→ TO DO
Only the lines that hold the word "InvalidValue" are wanted from this listing.

***** RECORD EXCERPTS

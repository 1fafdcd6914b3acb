//! Downloadable results: naming, storage, and release.
//!
//! ## Why a store with explicit release?
//!
//! A converted archive is held somewhere transient (a registry entry in
//! memory, a file in a temp directory) until the user downloads it or moves
//! on. Repeated convert cycles would leak those resources unless every
//! replacement releases the previous one. [`ArtifactStore::release`] takes the
//! [`ArtifactHandle`] by value, so a handle cannot be released twice, and the
//! session releases the live handle before it installs a new one.

use crate::error::Docx2PngError;
use async_trait::async_trait;
use bytes::Bytes;
use parking_lot::Mutex;
use serde::{Deserialize, Serialize};
use std::collections::HashMap;
use std::fmt;
use std::path::PathBuf;
use std::sync::atomic::{AtomicU64, Ordering};
use tempfile::TempDir;
use tracing::{debug, warn};

/// Owned reference to one stored payload.
///
/// Not `Clone`: whoever holds the handle is the only one who can release it.
#[derive(Debug, PartialEq, Eq)]
pub struct ArtifactHandle {
    id: u64,
    location: String,
}

impl ArtifactHandle {
    /// Wrap a store-assigned id and the location callers can show or open.
    pub fn new(id: u64, location: impl Into<String>) -> Self {
        Self {
            id,
            location: location.into(),
        }
    }

    pub fn id(&self) -> u64 {
        self.id
    }

    pub fn location(&self) -> &str {
        &self.location
    }
}

/// Public, cloneable description of a live artifact.
#[derive(Debug, Clone, PartialEq, Eq, Serialize, Deserialize)]
pub struct ArtifactInfo {
    pub id: u64,
    /// Suggested download name, e.g. `report_images.zip`.
    pub file_name: String,
    /// Payload length in bytes.
    pub size: u64,
    /// Store-specific location (`memory://artifact/3`, a temp file path, …).
    pub location: String,
}

/// A live artifact: the handle that owns the stored bytes plus its description.
#[derive(Debug)]
pub struct Artifact {
    handle: ArtifactHandle,
    info: ArtifactInfo,
}

impl Artifact {
    pub fn handle(&self) -> &ArtifactHandle {
        &self.handle
    }

    pub fn info(&self) -> &ArtifactInfo {
        &self.info
    }

    pub fn into_handle(self) -> ArtifactHandle {
        self.handle
    }
}

/// Backing storage for converted archives.
///
/// `create` and `open` are called without the session lock and may do I/O.
/// `release` is called with the lock held: keep it short and never call back
/// into the session from it.
#[async_trait]
pub trait ArtifactStore: Send + Sync {
    /// Store `payload` and return the handle that owns it.
    async fn create(&self, payload: Bytes) -> Result<ArtifactHandle, Docx2PngError>;

    /// Read back the payload of artifact `id`. Fails with
    /// [`Docx2PngError::UnknownArtifact`] once it has been released.
    async fn open(&self, id: u64) -> Result<Bytes, Docx2PngError>;

    /// Reclaim whatever backs the handle.
    fn release(&self, handle: ArtifactHandle);

    /// Number of handles created and not yet released.
    fn live_count(&self) -> usize;
}

/// Holds and releases artifacts on behalf of one session.
///
/// Holds at most one live [`Artifact`]. Installing a new one always releases
/// the previous one first.
pub(crate) struct ArtifactSlot {
    current: Option<Artifact>,
}

impl ArtifactSlot {
    pub(crate) fn empty() -> Self {
        Self { current: None }
    }

    pub(crate) fn get(&self) -> Option<&Artifact> {
        self.current.as_ref()
    }

    pub(crate) fn is_live(&self) -> bool {
        self.current.is_some()
    }

    /// Release the live artifact, if any.
    pub(crate) fn release(&mut self, store: &dyn ArtifactStore) {
        if let Some(artifact) = self.current.take() {
            debug!(
                "Releasing artifact {} ({})",
                artifact.info.id, artifact.info.file_name
            );
            store.release(artifact.into_handle());
        }
    }

    /// Release the live artifact, then make `handle` the live one.
    pub(crate) fn install(
        &mut self,
        store: &dyn ArtifactStore,
        handle: ArtifactHandle,
        size: u64,
        file_name: String,
    ) -> &ArtifactInfo {
        self.release(store);

        let info = ArtifactInfo {
            id: handle.id(),
            file_name,
            size,
            location: handle.location().to_string(),
        };
        debug!(
            "Installed artifact {} ({} bytes) at {}",
            info.id, info.size, info.location
        );

        &self.current.insert(Artifact { handle, info }).info
    }
}

// ── Naming ───────────────────────────────────────────────────────────────

/// Derives the suggested download name from the input name.
///
/// `report.docx` → `report_images.zip` with the defaults.
#[derive(Debug, Clone, PartialEq, Eq, Serialize, Deserialize)]
pub struct ArtifactNaming {
    /// Source extension stripped from the end of the input name, dot included.
    /// Matched case-insensitively. Default: `.docx`.
    pub source_extension: String,
    /// Marker appended to the stem. Default: `_images`.
    pub suffix: String,
    /// Packaging extension, without the dot. Default: `zip`.
    pub extension: String,
}

impl Default for ArtifactNaming {
    fn default() -> Self {
        Self {
            source_extension: ".docx".to_string(),
            suffix: "_images".to_string(),
            extension: "zip".to_string(),
        }
    }
}

impl ArtifactNaming {
    /// Suggested file name for the archive converted from `input_name`.
    pub fn file_name_for(&self, input_name: &str) -> String {
        let stem = strip_suffix_ignore_case(input_name, &self.source_extension);
        format!("{}{}.{}", stem, self.suffix, self.extension)
    }
}

fn strip_suffix_ignore_case<'a>(name: &'a str, suffix: &str) -> &'a str {
    if suffix.is_empty() || name.len() < suffix.len() {
        return name;
    }
    let cut = name.len() - suffix.len();
    match (name.get(..cut), name.get(cut..)) {
        (Some(stem), Some(tail)) if tail.eq_ignore_ascii_case(suffix) => stem,
        _ => name,
    }
}

// ── In-memory store ──────────────────────────────────────────────────────

/// Keeps payloads in a process-wide registry, like object URLs in a browser.
///
/// Default store when [`crate::config::ClientConfig::artifact_store`] is unset.
#[derive(Default)]
pub struct MemoryArtifactStore {
    next_id: AtomicU64,
    entries: Mutex<HashMap<u64, Bytes>>,
}

impl MemoryArtifactStore {
    pub fn new() -> Self {
        Self::default()
    }
}

impl fmt::Debug for MemoryArtifactStore {
    fn fmt(&self, f: &mut fmt::Formatter<'_>) -> fmt::Result {
        f.debug_struct("MemoryArtifactStore")
            .field("live", &self.live_count())
            .finish()
    }
}

#[async_trait]
impl ArtifactStore for MemoryArtifactStore {
    async fn create(&self, payload: Bytes) -> Result<ArtifactHandle, Docx2PngError> {
        let id = self.next_id.fetch_add(1, Ordering::Relaxed) + 1;
        self.entries.lock().insert(id, payload);
        Ok(ArtifactHandle::new(id, format!("memory://artifact/{id}")))
    }

    async fn open(&self, id: u64) -> Result<Bytes, Docx2PngError> {
        self.entries
            .lock()
            .get(&id)
            .cloned()
            .ok_or(Docx2PngError::UnknownArtifact { id })
    }

    fn release(&self, handle: ArtifactHandle) {
        if self.entries.lock().remove(&handle.id()).is_none() {
            warn!("Release of unknown artifact {}", handle.id());
        }
    }

    fn live_count(&self) -> usize {
        self.entries.lock().len()
    }
}

// ── Temp-file store ──────────────────────────────────────────────────────

/// Writes each payload to its own file inside a private temp directory.
///
/// Files are deleted on release; the directory and anything left in it are
/// deleted when the store is dropped. Keeps large archives out of memory.
pub struct TempFileArtifactStore {
    dir: TempDir,
    next_id: AtomicU64,
    files: Mutex<HashMap<u64, PathBuf>>,
}

impl TempFileArtifactStore {
    pub fn new() -> Result<Self, Docx2PngError> {
        let dir = tempfile::Builder::new()
            .prefix("docx2png-")
            .tempdir()
            .map_err(|e| Docx2PngError::ArtifactStore(format!("temp dir: {e}")))?;
        debug!("Artifact directory: {}", dir.path().display());
        Ok(Self {
            dir,
            next_id: AtomicU64::new(0),
            files: Mutex::new(HashMap::new()),
        })
    }

    /// Directory holding the live artifact files.
    pub fn dir(&self) -> &std::path::Path {
        self.dir.path()
    }
}

impl fmt::Debug for TempFileArtifactStore {
    fn fmt(&self, f: &mut fmt::Formatter<'_>) -> fmt::Result {
        f.debug_struct("TempFileArtifactStore")
            .field("dir", &self.dir.path())
            .field("live", &self.live_count())
            .finish()
    }
}

#[async_trait]
impl ArtifactStore for TempFileArtifactStore {
    async fn create(&self, payload: Bytes) -> Result<ArtifactHandle, Docx2PngError> {
        let id = self.next_id.fetch_add(1, Ordering::Relaxed) + 1;
        let path = self.dir.path().join(format!("artifact-{id}.bin"));
        tokio::fs::write(&path, &payload)
            .await
            .map_err(|e| Docx2PngError::ArtifactStore(format!("{}: {e}", path.display())))?;
        let location = path.display().to_string();
        self.files.lock().insert(id, path);
        Ok(ArtifactHandle::new(id, location))
    }

    async fn open(&self, id: u64) -> Result<Bytes, Docx2PngError> {
        let path = self
            .files
            .lock()
            .get(&id)
            .cloned()
            .ok_or(Docx2PngError::UnknownArtifact { id })?;
        tokio::fs::read(&path)
            .await
            .map(Bytes::from)
            .map_err(|source| Docx2PngError::ReadFailed { path, source })
    }

    fn release(&self, handle: ArtifactHandle) {
        match self.files.lock().remove(&handle.id()) {
            Some(path) => {
                if let Err(e) = std::fs::remove_file(&path) {
                    warn!("Failed to delete {}: {}", path.display(), e);
                }
            }
            None => warn!("Release of unknown artifact {}", handle.id()),
        }
    }

    fn live_count(&self) -> usize {
        self.files.lock().len()
    }
}
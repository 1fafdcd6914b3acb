//! CLI binary for edgequake-docx2png.
//!
//! A thin shim over the library crate that maps CLI flags to `ClientConfig`,
//! drives one `Session` and writes the archive.

use anyhow::{Context, Result};
use clap::Parser;
use edgequake_docx2png::config::{DEFAULT_BASE_URL, DEFAULT_ENDPOINT_PATH, DEFAULT_FIELD_NAME};
use edgequake_docx2png::{
    ClientConfig, InputFile, Session, SessionObserver, SessionSnapshot, SessionState,
    TempFileArtifactStore,
};
use indicatif::{ProgressBar, ProgressStyle};
use serde::Serialize;
use std::io;
use std::path::PathBuf;
use std::sync::Arc;
use std::time::{Duration, Instant};
use tracing_subscriber::EnvFilter;

// ── ANSI colour helpers (no extra deps) ──────────────────────────────────────

fn green(s: &str) -> String {
    format!("\x1b[32m{s}\x1b[0m")
}
fn yellow(s: &str) -> String {
    format!("\x1b[33m{s}\x1b[0m")
}
fn dim(s: &str) -> String {
    format!("\x1b[2m{s}\x1b[0m")
}
fn bold(s: &str) -> String {
    format!("\x1b[1m{s}\x1b[0m")
}

// ── Busy spinner driven by session transitions ───────────────────────────────

/// Shows a spinner while the session is converting. There is no progress to
/// report beyond "busy", so a spinner is all the feedback there is.
struct SpinnerObserver {
    bar: ProgressBar,
}

impl SpinnerObserver {
    fn new() -> Arc<Self> {
        let bar = ProgressBar::hidden();
        bar.set_style(
            ProgressStyle::with_template("{spinner:.cyan} {prefix:.bold}  {msg}  ⏱ {elapsed}")
                .unwrap_or_else(|_| ProgressStyle::default_spinner())
                .tick_strings(&["⠋", "⠙", "⠹", "⠸", "⠼", "⠴", "⠦", "⠧", "⠇", "⠏", "⠿"]),
        );
        bar.set_prefix("Converting");
        Arc::new(Self { bar })
    }
}

impl SessionObserver for SpinnerObserver {
    fn on_transition(&self, snapshot: &SessionSnapshot) {
        match snapshot.state {
            SessionState::Converting => {
                self.bar.set_draw_target(indicatif::ProgressDrawTarget::stderr());
                let name = snapshot.file.as_ref().map(|f| f.name.as_str()).unwrap_or("");
                self.bar.set_message(name.to_string());
                self.bar.enable_steady_tick(Duration::from_millis(80));
            }
            SessionState::Succeeded | SessionState::Failed => self.bar.finish_and_clear(),
            _ => {}
        }
    }
}

const AFTER_HELP: &str = r#"EXAMPLES:
  # Convert and save report_images.zip in the current directory
  docx2png report.docx

  # Choose where the archive goes
  docx2png report.docx -o pages.zip
  docx2png report.docx -o out/

  # Talk to a remote converter, give up after 5 minutes
  docx2png --server https://convert.example.com --timeout 300 report.docx

  # Machine-readable result
  docx2png --json report.docx > result.json

SERVICE CONTRACT:
  POST {server}{endpoint}   multipart/form-data, one part named "file"
  2xx                       body is the ZIP archive of page PNGs
  other                     body may be {"detail": "..."} or {"error": "..."}

ENVIRONMENT VARIABLES:
  DOCX2PNG_SERVER     Base URL of the conversion service
  DOCX2PNG_ENDPOINT   Endpoint path
  DOCX2PNG_TIMEOUT    Request timeout in seconds
  DOCX2PNG_OUTPUT     Output file or directory
  RUST_LOG            Log filter (overrides -v / -q)
"#;

/// Convert a DOCX document to PNG page images via a conversion service.
#[derive(Parser, Debug)]
#[command(
    name = "docx2png",
    version,
    about = "Convert a DOCX document to a ZIP of PNG page images via a conversion service",
    arg_required_else_help = true,
    color = clap::ColorChoice::Auto,
    after_long_help = AFTER_HELP
)]
struct Cli {
    /// Document to convert (normally .docx).
    input: PathBuf,

    /// Output file, or directory to place the suggested file name in.
    #[arg(short, long, env = "DOCX2PNG_OUTPUT")]
    output: Option<PathBuf>,

    /// Base URL of the conversion service.
    #[arg(long, env = "DOCX2PNG_SERVER", default_value = DEFAULT_BASE_URL)]
    server: String,

    /// Endpoint path on the service.
    #[arg(long, env = "DOCX2PNG_ENDPOINT", default_value = DEFAULT_ENDPOINT_PATH)]
    endpoint: String,

    /// Multipart field name carrying the file.
    #[arg(long, env = "DOCX2PNG_FIELD", default_value = DEFAULT_FIELD_NAME)]
    field: String,

    /// Request timeout in seconds (default: wait for the service).
    #[arg(long, env = "DOCX2PNG_TIMEOUT")]
    timeout: Option<u64>,

    /// Print the final session snapshot as JSON on stdout.
    #[arg(long, env = "DOCX2PNG_JSON")]
    json: bool,

    /// Disable the busy spinner.
    #[arg(long, env = "DOCX2PNG_NO_PROGRESS")]
    no_progress: bool,

    /// Enable DEBUG-level tracing logs.
    #[arg(short, long, env = "DOCX2PNG_VERBOSE")]
    verbose: bool,

    /// Suppress all output except errors.
    #[arg(short, long, env = "DOCX2PNG_QUIET")]
    quiet: bool,
}

/// JSON shape printed with `--json`.
#[derive(Serialize)]
struct JsonReport<'a> {
    snapshot: &'a SessionSnapshot,
    output: Option<&'a PathBuf>,
    duration_ms: u64,
}

#[tokio::main]
async fn main() -> Result<()> {
    let cli = Cli::parse();

    // ── Logging setup ────────────────────────────────────────────────────
    // The spinner is the user's feedback; keep library logs quiet under it.
    let show_progress = !cli.quiet && !cli.no_progress && !cli.json;
    let filter = if cli.verbose {
        "debug"
    } else if cli.quiet || show_progress {
        "error"
    } else {
        "info"
    };

    tracing_subscriber::fmt()
        .with_env_filter(
            EnvFilter::try_from_default_env().unwrap_or_else(|_| EnvFilter::new(filter)),
        )
        .with_writer(io::stderr)
        .init();

    // ── Build session ────────────────────────────────────────────────────
    let store = TempFileArtifactStore::new().context("Failed to create artifact directory")?;
    let mut builder = ClientConfig::builder()
        .base_url(&cli.server)
        .endpoint_path(&cli.endpoint)
        .field_name(&cli.field)
        .artifact_store(Arc::new(store));
    if let Some(secs) = cli.timeout {
        builder = builder.request_timeout_secs(secs);
    }
    if show_progress {
        builder = builder.observer(SpinnerObserver::new());
    }
    let config = builder.build().context("Invalid configuration")?;
    let session = Session::new(config).context("Failed to start session")?;

    // ── Select ───────────────────────────────────────────────────────────
    let file = InputFile::from_path(&cli.input)
        .await
        .context("Failed to read input")?;
    if !file.has_extension("docx") && !cli.quiet {
        eprintln!(
            "{} {} is not a .docx file; sending it anyway",
            yellow("⚠"),
            bold(file.name())
        );
    }
    session.select_file(Some(file))?;

    // ── Convert ──────────────────────────────────────────────────────────
    let start = Instant::now();
    let snapshot = session.submit().await.context("Conversion could not start")?;

    let output = if snapshot.state == SessionState::Succeeded {
        let dest = cli.output.clone().unwrap_or_else(|| PathBuf::from("."));
        Some(
            session
                .download_to(&dest)
                .await
                .context("Failed to save archive")?,
        )
    } else {
        None
    };
    let duration_ms = start.elapsed().as_millis() as u64;

    if cli.json {
        let report = JsonReport {
            snapshot: &snapshot,
            output: output.as_ref(),
            duration_ms,
        };
        println!(
            "{}",
            serde_json::to_string_pretty(&report).context("Failed to serialise report")?
        );
    }

    session.clear_selection()?;

    match output {
        Some(path) => {
            if !cli.quiet && !cli.json {
                let size = snapshot.artifact.as_ref().map(|a| a.size).unwrap_or(0);
                eprintln!(
                    "{}  {}  {}  →  {}",
                    green("✔"),
                    dim(&format!("{size} bytes")),
                    dim(&format!("{duration_ms}ms")),
                    bold(&path.display().to_string()),
                );
            }
            Ok(())
        }
        // Reported once, by anyhow's `Error:` line on exit.
        None => Err(conversion_error(snapshot)),
    }
}

/// Error for a session that ended without an archive.
fn conversion_error(snapshot: SessionSnapshot) -> anyhow::Error {
    let message = snapshot
        .error
        .unwrap_or_else(|| format!("session ended in state '{}'", snapshot.state));
    let name = snapshot.file.map(|f| f.name).unwrap_or_default();
    anyhow::anyhow!("Conversion of {name} failed: {message}")
}

#[cfg(test)]
mod tests {
    use super::*;
    use edgequake_docx2png::SelectedFile;
    use std::time::SystemTime;

    fn failed(error: Option<&str>) -> SessionSnapshot {
        SessionSnapshot {
            revision: 3,
            state: SessionState::Failed,
            file: Some(SelectedFile {
                name: "x.docx".into(),
                size: 4,
                selected_at: SystemTime::now(),
            }),
            error: error.map(str::to_string),
            artifact: None,
        }
    }

    #[test]
    fn failure_message_appears_once() {
        let text = format!("{:#}", conversion_error(failed(Some("bad format"))));
        assert_eq!(text, "Conversion of x.docx failed: bad format");
        assert_eq!(text.matches("bad format").count(), 1);
    }

    #[test]
    fn failure_without_message_names_the_state() {
        let text = conversion_error(failed(None)).to_string();
        assert_eq!(text, "Conversion of x.docx failed: session ended in state 'failed'");
    }

    #[test]
    fn cli_parses_flags() {
        let cli = Cli::try_parse_from(["docx2png", "a.docx", "--timeout", "30", "-q"]).unwrap();
        assert_eq!(cli.timeout, Some(30));
        assert!(cli.quiet);
        assert_eq!(cli.server, DEFAULT_BASE_URL);
    }
}
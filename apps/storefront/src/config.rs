//! # Storefront Configuration
//!
//! Settings loaded once at startup.
//!
//! ## Configuration Sources (Priority Order)
//! 1. Environment variables (`MALHA_*`)
//! 2. Defaults (this file)
//!
//! Read-only after startup, so services hold a plain clone.

use serde::{Deserialize, Serialize};

use malha_core::{CheckoutPolicy, Money, LIST_PRICE_FACTOR_BPS, MIN_ITEMS_FOR_CHECKOUT};

/// Storefront configuration.
#[derive(Debug, Clone, PartialEq, Eq, Serialize, Deserialize)]
#[serde(rename_all = "camelCase")]
pub struct StorefrontConfig {
    /// Shown in the receipt header.
    pub store_name: String,

    /// Selling price as a share of list price, in basis points.
    /// e.g., 3000 = jerseys sell at 30% of list
    pub list_price_factor_bps: u32,

    /// Units required before checkout opens.
    pub min_items_for_checkout: i64,

    /// Currency symbol (for display)
    pub currency_symbol: String,
}

impl Default for StorefrontConfig {
    /// ## Default Values
    /// - Store: "Malha Pro"
    /// - Price factor: 30% of list
    /// - Checkout minimum: 5 units
    /// - Currency: R$
    fn default() -> Self {
        StorefrontConfig {
            store_name: "Malha Pro".to_string(),
            list_price_factor_bps: LIST_PRICE_FACTOR_BPS,
            min_items_for_checkout: MIN_ITEMS_FOR_CHECKOUT,
            currency_symbol: "R$".to_string(),
        }
    }
}

impl StorefrontConfig {
    /// Loads configuration from the process environment.
    ///
    /// ## Environment Variables
    /// - `MALHA_STORE_NAME`: Override store name
    /// - `MALHA_LIST_PRICE_FACTOR`: Selling price as percent of list (e.g., "30")
    /// - `MALHA_MIN_ITEMS_FOR_CHECKOUT`: Checkout minimum (e.g., "5")
    /// - `MALHA_CURRENCY_SYMBOL`: Override currency symbol
    pub fn from_env() -> Result<Self, ConfigError> {
        Self::from_vars(|key| std::env::var(key).ok())
    }

    /// Same as [`from_env`](Self::from_env) with a custom variable source.
    pub fn from_vars<F>(var: F) -> Result<Self, ConfigError>
    where
        F: Fn(&str) -> Option<String>,
    {
        let mut config = StorefrontConfig::default();

        if let Some(name) = var("MALHA_STORE_NAME") {
            config.store_name = name;
        }

        if let Some(raw) = var("MALHA_LIST_PRICE_FACTOR") {
            let percent: f64 = raw
                .trim()
                .parse()
                .map_err(|_| ConfigError::invalid("MALHA_LIST_PRICE_FACTOR", &raw))?;
            if !(0.0..=100.0).contains(&percent) {
                return Err(ConfigError::invalid("MALHA_LIST_PRICE_FACTOR", &raw));
            }
            config.list_price_factor_bps = (percent * 100.0).round() as u32;
        }

        if let Some(raw) = var("MALHA_MIN_ITEMS_FOR_CHECKOUT") {
            config.min_items_for_checkout = raw
                .trim()
                .parse::<i64>()
                .ok()
                .filter(|n| *n >= 1)
                .ok_or_else(|| ConfigError::invalid("MALHA_MIN_ITEMS_FOR_CHECKOUT", &raw))?;
        }

        if let Some(symbol) = var("MALHA_CURRENCY_SYMBOL") {
            config.currency_symbol = symbol;
        }

        Ok(config)
    }

    /// The checkout gate these settings describe.
    pub fn checkout_policy(&self) -> CheckoutPolicy {
        CheckoutPolicy::new(self.min_items_for_checkout)
    }

    /// Formats an amount the Brazilian way: symbol, space, comma decimal.
    ///
    /// ## Example
    /// ```rust
    /// use malha_core::Money;
    /// use malha_storefront::StorefrontConfig;
    ///
    /// let config = StorefrontConfig::default();
    /// assert_eq!(config.format_currency(Money::from_cents(123456)), "R$ 1234,56");
    /// assert_eq!(config.format_currency(Money::from_cents(-5)), "-R$ 0,05");
    /// ```
    pub fn format_currency(&self, amount: Money) -> String {
        let cents = amount.cents();
        format!(
            "{}{} {},{:02}",
            if cents < 0 { "-" } else { "" },
            self.currency_symbol,
            (cents / 100).abs(),
            (cents % 100).abs()
        )
    }
}

/// Configuration error types.
#[derive(Debug, thiserror::Error)]
pub enum ConfigError {
    #[error("Invalid value for {key}: {value:?}")]
    InvalidValue { key: String, value: String },
}

impl ConfigError {
    fn invalid(key: &str, value: &str) -> Self {
        ConfigError::InvalidValue {
            key: key.to_string(),
            value: value.to_string(),
        }
    }
}

#[cfg(test)]
mod tests {
    use super::*;
    use std::collections::HashMap;

    fn load(vars: &[(&str, &str)]) -> Result<StorefrontConfig, ConfigError> {
        let vars: HashMap<String, String> = vars
            .iter()
            .map(|(k, v)| (k.to_string(), v.to_string()))
            .collect();
        StorefrontConfig::from_vars(|key| vars.get(key).cloned())
    }

    #[test]
    fn test_defaults() {
        let config = load(&[]).unwrap();
        assert_eq!(config, StorefrontConfig::default());
        assert_eq!(config.list_price_factor_bps, 3000);
        assert_eq!(config.checkout_policy().min_items, 5);
    }

    #[test]
    fn test_overrides() {
        let config = load(&[
            ("MALHA_STORE_NAME", "Camisas do Zé"),
            ("MALHA_LIST_PRICE_FACTOR", "45.5"),
            ("MALHA_MIN_ITEMS_FOR_CHECKOUT", "3"),
        ])
        .unwrap();

        assert_eq!(config.store_name, "Camisas do Zé");
        assert_eq!(config.list_price_factor_bps, 4550);
        assert_eq!(config.min_items_for_checkout, 3);
    }

    #[test]
    fn test_invalid_values() {
        assert!(load(&[("MALHA_LIST_PRICE_FACTOR", "trinta")]).is_err());
        assert!(load(&[("MALHA_LIST_PRICE_FACTOR", "130")]).is_err());
        assert!(load(&[("MALHA_MIN_ITEMS_FOR_CHECKOUT", "0")]).is_err());

        let err = load(&[("MALHA_MIN_ITEMS_FOR_CHECKOUT", "x")]).unwrap_err();
        assert_eq!(
            err.to_string(),
            "Invalid value for MALHA_MIN_ITEMS_FOR_CHECKOUT: \"x\""
        );
    }

    #[test]
    fn test_format_currency() {
        let config = StorefrontConfig::default();
        assert_eq!(config.format_currency(Money::from_cents(123456)), "R$ 1234,56");
        assert_eq!(config.format_currency(Money::from_cents(5997)), "R$ 59,97");
        assert_eq!(config.format_currency(Money::from_cents(5)), "R$ 0,05");
        assert_eq!(config.format_currency(Money::zero()), "R$ 0,00");
        assert_eq!(config.format_currency(Money::from_cents(-1234)), "-R$ 12,34");
    }
}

**********

→ RESPONSE
    InvalidValue { key: String, value: String },
        ConfigError::InvalidValue {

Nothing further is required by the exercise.